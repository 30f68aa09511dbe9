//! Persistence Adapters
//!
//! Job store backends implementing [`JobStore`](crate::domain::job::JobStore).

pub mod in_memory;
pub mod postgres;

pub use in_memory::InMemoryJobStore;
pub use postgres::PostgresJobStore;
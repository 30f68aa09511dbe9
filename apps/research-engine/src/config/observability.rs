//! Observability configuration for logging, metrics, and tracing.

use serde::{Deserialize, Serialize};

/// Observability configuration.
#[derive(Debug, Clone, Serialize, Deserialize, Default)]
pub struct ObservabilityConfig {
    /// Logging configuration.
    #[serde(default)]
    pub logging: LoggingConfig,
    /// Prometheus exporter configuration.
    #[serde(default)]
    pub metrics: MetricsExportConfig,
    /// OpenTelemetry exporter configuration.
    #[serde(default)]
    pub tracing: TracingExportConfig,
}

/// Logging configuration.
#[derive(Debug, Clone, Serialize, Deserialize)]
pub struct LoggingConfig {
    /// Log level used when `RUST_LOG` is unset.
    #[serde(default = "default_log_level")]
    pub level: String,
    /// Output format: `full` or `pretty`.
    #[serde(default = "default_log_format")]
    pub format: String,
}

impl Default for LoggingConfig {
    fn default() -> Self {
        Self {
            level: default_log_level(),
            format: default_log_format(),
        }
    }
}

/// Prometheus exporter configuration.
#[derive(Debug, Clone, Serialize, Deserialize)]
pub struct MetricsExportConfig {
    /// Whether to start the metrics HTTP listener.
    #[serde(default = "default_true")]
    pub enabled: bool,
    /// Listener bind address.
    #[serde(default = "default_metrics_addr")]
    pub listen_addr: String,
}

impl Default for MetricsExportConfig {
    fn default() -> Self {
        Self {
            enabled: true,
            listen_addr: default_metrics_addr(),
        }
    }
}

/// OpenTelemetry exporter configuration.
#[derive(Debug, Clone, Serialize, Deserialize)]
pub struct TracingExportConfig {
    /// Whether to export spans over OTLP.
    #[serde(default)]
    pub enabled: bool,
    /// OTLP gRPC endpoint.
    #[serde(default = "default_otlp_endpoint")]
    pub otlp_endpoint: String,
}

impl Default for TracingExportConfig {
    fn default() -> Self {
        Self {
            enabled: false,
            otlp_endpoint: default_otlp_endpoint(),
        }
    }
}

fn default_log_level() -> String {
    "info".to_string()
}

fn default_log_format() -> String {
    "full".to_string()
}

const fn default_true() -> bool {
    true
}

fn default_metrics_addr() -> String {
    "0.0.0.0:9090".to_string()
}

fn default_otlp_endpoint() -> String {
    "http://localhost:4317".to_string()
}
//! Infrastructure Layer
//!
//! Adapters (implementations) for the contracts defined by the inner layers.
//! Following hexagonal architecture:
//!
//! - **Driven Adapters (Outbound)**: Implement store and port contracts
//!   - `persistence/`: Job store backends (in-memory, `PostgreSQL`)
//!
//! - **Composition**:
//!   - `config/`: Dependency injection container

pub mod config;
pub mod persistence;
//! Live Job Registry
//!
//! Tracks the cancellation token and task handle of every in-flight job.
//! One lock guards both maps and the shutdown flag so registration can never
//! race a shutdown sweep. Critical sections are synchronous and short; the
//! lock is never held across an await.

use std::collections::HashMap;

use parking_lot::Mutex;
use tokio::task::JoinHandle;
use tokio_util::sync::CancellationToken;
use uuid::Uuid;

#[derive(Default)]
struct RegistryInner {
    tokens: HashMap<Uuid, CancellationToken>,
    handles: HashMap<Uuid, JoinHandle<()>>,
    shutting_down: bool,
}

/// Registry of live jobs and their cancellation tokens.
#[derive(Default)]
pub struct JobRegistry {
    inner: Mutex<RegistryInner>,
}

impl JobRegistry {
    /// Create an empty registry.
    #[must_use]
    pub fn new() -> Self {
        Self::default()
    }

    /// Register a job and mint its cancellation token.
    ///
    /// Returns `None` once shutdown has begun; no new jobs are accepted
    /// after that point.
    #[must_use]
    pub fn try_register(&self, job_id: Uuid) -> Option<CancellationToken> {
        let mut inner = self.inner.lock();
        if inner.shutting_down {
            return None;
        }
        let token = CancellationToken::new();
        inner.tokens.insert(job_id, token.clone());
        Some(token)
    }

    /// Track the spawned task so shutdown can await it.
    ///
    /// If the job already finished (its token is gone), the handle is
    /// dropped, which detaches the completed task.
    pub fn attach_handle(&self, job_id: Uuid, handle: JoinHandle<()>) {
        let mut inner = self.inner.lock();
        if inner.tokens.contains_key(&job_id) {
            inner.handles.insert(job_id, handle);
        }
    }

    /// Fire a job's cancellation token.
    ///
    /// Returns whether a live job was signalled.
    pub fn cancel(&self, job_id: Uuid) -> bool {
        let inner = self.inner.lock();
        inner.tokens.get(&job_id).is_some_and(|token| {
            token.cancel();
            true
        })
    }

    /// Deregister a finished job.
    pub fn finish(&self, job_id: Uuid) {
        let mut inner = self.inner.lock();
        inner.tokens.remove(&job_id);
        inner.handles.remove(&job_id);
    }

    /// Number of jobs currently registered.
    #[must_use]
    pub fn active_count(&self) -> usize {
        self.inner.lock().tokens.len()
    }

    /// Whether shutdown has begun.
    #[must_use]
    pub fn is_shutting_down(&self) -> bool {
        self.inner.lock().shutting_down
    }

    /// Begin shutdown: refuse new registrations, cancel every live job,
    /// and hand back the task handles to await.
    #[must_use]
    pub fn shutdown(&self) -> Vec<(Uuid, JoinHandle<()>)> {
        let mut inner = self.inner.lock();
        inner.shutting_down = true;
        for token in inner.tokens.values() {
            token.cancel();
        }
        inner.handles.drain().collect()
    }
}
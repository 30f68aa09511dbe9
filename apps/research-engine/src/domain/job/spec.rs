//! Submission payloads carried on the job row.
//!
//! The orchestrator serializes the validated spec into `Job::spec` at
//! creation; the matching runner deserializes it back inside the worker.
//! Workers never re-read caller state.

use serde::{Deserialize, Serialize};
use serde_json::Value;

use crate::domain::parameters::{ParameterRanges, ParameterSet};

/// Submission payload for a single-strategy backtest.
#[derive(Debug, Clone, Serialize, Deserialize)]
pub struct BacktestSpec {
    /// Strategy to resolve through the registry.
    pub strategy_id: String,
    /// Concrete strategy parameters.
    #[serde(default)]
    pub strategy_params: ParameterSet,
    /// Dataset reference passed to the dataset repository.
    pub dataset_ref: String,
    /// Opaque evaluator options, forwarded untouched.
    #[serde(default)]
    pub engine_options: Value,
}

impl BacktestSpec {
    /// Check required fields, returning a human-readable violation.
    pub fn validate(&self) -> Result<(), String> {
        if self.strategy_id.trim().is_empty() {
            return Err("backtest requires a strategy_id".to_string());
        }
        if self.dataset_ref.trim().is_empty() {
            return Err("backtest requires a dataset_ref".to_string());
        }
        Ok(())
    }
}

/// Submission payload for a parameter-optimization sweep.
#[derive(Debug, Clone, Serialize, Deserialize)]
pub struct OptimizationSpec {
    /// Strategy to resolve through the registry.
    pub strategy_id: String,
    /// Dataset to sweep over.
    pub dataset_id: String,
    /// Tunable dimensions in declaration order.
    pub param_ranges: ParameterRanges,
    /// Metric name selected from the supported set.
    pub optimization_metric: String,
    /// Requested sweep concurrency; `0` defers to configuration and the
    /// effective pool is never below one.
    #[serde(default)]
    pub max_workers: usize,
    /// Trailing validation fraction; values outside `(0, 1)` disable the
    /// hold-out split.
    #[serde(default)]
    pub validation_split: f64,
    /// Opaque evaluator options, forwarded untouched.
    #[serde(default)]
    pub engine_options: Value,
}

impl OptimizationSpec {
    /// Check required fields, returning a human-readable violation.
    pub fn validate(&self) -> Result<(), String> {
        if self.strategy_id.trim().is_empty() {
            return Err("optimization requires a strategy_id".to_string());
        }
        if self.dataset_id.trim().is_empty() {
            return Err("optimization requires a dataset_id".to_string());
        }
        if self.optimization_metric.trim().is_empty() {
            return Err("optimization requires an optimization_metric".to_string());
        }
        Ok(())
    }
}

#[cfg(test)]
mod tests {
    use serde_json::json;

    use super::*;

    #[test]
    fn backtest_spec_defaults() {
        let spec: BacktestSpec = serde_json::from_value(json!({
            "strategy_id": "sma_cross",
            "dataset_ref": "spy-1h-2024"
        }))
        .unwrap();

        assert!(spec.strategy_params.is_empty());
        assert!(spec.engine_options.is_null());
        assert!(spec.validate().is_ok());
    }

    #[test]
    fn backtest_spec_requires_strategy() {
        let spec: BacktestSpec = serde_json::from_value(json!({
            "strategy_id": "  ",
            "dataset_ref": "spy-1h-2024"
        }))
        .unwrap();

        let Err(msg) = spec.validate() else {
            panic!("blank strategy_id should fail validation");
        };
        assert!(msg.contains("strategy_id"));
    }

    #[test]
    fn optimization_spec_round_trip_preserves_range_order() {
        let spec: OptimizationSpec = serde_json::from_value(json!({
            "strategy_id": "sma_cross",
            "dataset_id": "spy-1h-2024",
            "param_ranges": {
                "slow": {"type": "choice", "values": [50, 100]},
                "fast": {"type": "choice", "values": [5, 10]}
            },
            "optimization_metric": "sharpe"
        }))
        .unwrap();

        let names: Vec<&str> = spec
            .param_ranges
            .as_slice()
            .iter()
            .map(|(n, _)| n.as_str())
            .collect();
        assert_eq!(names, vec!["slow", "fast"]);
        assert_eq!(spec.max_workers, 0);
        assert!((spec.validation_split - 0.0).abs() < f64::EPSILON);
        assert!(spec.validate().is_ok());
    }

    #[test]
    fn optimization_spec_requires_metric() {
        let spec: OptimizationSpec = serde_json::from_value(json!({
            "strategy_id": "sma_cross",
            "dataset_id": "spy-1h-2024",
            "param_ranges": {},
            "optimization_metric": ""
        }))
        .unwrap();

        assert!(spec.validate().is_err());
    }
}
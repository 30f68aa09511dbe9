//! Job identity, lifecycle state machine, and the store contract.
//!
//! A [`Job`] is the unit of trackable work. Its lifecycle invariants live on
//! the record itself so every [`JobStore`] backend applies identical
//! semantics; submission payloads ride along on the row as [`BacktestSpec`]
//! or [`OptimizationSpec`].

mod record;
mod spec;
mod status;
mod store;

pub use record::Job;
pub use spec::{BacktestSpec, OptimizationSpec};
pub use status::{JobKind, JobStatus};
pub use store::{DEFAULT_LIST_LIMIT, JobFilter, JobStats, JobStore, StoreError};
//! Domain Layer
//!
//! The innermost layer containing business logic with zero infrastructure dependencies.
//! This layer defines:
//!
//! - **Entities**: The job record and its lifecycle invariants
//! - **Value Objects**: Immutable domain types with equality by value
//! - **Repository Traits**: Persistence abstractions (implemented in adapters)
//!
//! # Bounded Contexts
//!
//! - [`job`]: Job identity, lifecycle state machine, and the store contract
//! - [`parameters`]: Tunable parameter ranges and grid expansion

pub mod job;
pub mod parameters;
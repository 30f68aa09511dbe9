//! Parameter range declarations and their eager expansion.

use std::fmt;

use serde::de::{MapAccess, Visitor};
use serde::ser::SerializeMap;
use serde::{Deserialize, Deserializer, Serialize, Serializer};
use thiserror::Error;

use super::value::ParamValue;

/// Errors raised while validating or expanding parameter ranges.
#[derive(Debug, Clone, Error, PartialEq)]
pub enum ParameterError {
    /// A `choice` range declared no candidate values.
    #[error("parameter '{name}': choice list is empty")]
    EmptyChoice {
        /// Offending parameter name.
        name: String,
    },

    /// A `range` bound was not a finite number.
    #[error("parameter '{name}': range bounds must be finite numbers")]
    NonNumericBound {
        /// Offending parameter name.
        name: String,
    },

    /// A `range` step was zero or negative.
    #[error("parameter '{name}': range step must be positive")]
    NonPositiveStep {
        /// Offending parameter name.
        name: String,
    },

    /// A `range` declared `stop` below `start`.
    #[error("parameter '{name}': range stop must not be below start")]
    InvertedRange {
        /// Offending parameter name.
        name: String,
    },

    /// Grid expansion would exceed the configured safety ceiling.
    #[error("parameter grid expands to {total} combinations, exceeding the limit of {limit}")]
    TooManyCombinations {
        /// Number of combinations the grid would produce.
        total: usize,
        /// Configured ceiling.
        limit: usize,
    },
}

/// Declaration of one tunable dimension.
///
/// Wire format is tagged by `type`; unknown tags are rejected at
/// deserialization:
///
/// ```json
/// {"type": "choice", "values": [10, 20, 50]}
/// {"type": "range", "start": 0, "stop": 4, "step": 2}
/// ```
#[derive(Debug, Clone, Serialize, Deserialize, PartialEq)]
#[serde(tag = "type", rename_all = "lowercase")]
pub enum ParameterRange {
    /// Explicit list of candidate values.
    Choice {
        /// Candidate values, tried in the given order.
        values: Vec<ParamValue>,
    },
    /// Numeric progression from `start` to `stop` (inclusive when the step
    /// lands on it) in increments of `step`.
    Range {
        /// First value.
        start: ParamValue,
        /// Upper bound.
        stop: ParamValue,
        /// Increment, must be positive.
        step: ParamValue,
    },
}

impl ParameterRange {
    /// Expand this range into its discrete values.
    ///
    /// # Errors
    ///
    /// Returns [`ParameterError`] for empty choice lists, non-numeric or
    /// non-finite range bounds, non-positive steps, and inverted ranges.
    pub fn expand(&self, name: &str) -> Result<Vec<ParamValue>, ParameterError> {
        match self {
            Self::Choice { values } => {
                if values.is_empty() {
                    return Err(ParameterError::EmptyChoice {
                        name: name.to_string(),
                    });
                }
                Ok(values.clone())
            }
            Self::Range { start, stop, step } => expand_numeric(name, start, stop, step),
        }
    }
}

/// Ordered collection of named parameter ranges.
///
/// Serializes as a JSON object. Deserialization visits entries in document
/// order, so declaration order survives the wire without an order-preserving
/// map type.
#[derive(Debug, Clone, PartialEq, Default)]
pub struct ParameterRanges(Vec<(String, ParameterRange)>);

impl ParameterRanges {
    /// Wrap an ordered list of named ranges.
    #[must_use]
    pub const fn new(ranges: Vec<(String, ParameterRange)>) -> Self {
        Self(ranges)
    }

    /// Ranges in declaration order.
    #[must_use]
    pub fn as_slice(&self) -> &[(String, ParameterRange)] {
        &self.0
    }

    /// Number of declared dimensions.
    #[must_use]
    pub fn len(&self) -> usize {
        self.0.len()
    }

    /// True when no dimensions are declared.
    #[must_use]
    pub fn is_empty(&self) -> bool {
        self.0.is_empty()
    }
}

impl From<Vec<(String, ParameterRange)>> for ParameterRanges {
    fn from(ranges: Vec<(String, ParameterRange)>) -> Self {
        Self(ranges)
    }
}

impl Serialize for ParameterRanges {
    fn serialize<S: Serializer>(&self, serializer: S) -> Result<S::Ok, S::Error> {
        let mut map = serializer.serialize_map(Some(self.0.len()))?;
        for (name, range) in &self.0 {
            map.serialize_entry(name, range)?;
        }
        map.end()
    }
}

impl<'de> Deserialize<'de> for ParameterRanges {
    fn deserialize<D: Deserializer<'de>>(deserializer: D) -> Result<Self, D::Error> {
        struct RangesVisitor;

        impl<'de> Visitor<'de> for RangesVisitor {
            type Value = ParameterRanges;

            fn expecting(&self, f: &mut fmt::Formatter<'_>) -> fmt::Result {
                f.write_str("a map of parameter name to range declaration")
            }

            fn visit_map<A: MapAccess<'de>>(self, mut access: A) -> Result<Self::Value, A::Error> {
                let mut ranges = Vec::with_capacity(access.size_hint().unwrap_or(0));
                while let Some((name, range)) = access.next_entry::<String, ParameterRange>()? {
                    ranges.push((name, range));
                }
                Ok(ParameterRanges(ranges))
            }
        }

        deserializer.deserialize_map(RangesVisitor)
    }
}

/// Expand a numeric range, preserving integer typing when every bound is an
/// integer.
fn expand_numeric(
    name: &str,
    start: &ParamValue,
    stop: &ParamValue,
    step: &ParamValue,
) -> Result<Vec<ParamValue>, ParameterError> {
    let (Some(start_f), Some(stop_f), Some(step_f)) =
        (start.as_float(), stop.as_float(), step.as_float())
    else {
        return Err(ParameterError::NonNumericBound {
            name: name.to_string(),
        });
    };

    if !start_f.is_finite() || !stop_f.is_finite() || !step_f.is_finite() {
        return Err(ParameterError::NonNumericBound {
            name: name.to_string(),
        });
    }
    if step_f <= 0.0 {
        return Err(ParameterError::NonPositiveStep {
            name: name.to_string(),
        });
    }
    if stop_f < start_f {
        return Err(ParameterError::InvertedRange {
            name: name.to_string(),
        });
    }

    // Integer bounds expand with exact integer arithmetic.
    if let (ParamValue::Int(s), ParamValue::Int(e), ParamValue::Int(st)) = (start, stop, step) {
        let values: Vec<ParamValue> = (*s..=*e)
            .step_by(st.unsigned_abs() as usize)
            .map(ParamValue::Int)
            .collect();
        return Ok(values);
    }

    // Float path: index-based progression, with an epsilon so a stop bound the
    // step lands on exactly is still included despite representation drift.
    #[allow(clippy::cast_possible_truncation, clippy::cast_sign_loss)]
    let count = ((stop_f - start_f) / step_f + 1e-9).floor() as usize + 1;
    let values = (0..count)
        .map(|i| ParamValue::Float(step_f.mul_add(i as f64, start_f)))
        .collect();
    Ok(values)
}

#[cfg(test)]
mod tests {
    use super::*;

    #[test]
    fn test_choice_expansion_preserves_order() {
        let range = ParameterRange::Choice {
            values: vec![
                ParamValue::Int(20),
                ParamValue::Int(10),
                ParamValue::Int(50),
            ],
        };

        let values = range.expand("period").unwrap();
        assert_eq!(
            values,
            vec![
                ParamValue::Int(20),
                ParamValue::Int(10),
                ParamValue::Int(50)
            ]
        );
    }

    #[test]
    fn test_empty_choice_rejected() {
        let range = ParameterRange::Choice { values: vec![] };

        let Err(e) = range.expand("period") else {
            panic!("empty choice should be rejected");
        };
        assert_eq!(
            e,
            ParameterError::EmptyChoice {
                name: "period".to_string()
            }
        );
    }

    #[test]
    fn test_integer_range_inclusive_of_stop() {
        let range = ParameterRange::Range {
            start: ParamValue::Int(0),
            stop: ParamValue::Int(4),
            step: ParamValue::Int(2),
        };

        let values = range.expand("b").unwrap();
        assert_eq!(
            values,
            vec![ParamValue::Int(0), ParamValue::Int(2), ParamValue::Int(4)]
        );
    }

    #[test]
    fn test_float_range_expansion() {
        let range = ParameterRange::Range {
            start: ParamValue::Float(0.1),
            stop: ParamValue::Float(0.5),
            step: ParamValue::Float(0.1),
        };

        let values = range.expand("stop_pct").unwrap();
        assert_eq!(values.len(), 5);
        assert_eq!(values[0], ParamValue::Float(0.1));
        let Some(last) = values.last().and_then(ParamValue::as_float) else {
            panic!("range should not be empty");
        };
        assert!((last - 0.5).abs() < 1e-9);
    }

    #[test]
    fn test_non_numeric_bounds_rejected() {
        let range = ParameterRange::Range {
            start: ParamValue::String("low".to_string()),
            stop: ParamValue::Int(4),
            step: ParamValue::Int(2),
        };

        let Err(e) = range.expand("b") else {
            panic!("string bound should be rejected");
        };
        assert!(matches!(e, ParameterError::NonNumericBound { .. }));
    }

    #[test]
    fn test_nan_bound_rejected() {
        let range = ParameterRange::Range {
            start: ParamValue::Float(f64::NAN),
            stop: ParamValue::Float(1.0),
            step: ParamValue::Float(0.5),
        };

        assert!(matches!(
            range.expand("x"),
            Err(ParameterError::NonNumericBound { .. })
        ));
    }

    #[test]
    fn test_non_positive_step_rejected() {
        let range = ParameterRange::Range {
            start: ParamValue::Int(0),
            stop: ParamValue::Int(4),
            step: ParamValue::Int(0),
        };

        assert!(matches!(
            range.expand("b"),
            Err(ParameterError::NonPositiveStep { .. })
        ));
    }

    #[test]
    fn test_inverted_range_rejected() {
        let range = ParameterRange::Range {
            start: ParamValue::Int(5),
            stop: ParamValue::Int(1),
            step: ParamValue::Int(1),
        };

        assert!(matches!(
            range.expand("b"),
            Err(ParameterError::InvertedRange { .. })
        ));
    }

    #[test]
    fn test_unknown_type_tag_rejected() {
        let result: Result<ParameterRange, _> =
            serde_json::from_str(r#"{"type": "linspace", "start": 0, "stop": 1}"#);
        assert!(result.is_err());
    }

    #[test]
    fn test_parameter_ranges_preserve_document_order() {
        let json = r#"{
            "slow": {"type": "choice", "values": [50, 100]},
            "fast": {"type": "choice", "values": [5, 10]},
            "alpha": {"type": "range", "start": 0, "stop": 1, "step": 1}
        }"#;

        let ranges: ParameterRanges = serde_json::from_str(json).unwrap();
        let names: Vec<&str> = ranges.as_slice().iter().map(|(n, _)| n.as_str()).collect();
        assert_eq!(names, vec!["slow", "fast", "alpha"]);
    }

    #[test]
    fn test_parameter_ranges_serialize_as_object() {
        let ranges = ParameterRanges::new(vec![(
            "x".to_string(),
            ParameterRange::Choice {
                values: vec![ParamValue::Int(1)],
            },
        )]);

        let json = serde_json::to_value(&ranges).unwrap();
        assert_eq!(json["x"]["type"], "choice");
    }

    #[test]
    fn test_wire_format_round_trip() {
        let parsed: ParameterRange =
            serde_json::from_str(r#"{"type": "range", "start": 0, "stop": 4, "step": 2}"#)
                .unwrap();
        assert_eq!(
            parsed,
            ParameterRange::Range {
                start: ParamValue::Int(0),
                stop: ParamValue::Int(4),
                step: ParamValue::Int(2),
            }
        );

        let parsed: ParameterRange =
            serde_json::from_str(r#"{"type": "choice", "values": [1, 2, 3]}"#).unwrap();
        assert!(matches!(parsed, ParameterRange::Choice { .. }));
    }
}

━━━━━━━━━━

__Aim of the task__. The lines to return are those in the entries above that hold "configuration".

__Exercise answer__.
//! Observability configuration for logging, metrics, and tracing.
/// Observability configuration.
    /// Logging configuration.
    /// Prometheus exporter configuration.
    /// OpenTelemetry exporter configuration.
/// Logging configuration.
/// Prometheus exporter configuration.
/// OpenTelemetry exporter configuration.
    /// Requested sweep concurrency; `0` defers to configuration and the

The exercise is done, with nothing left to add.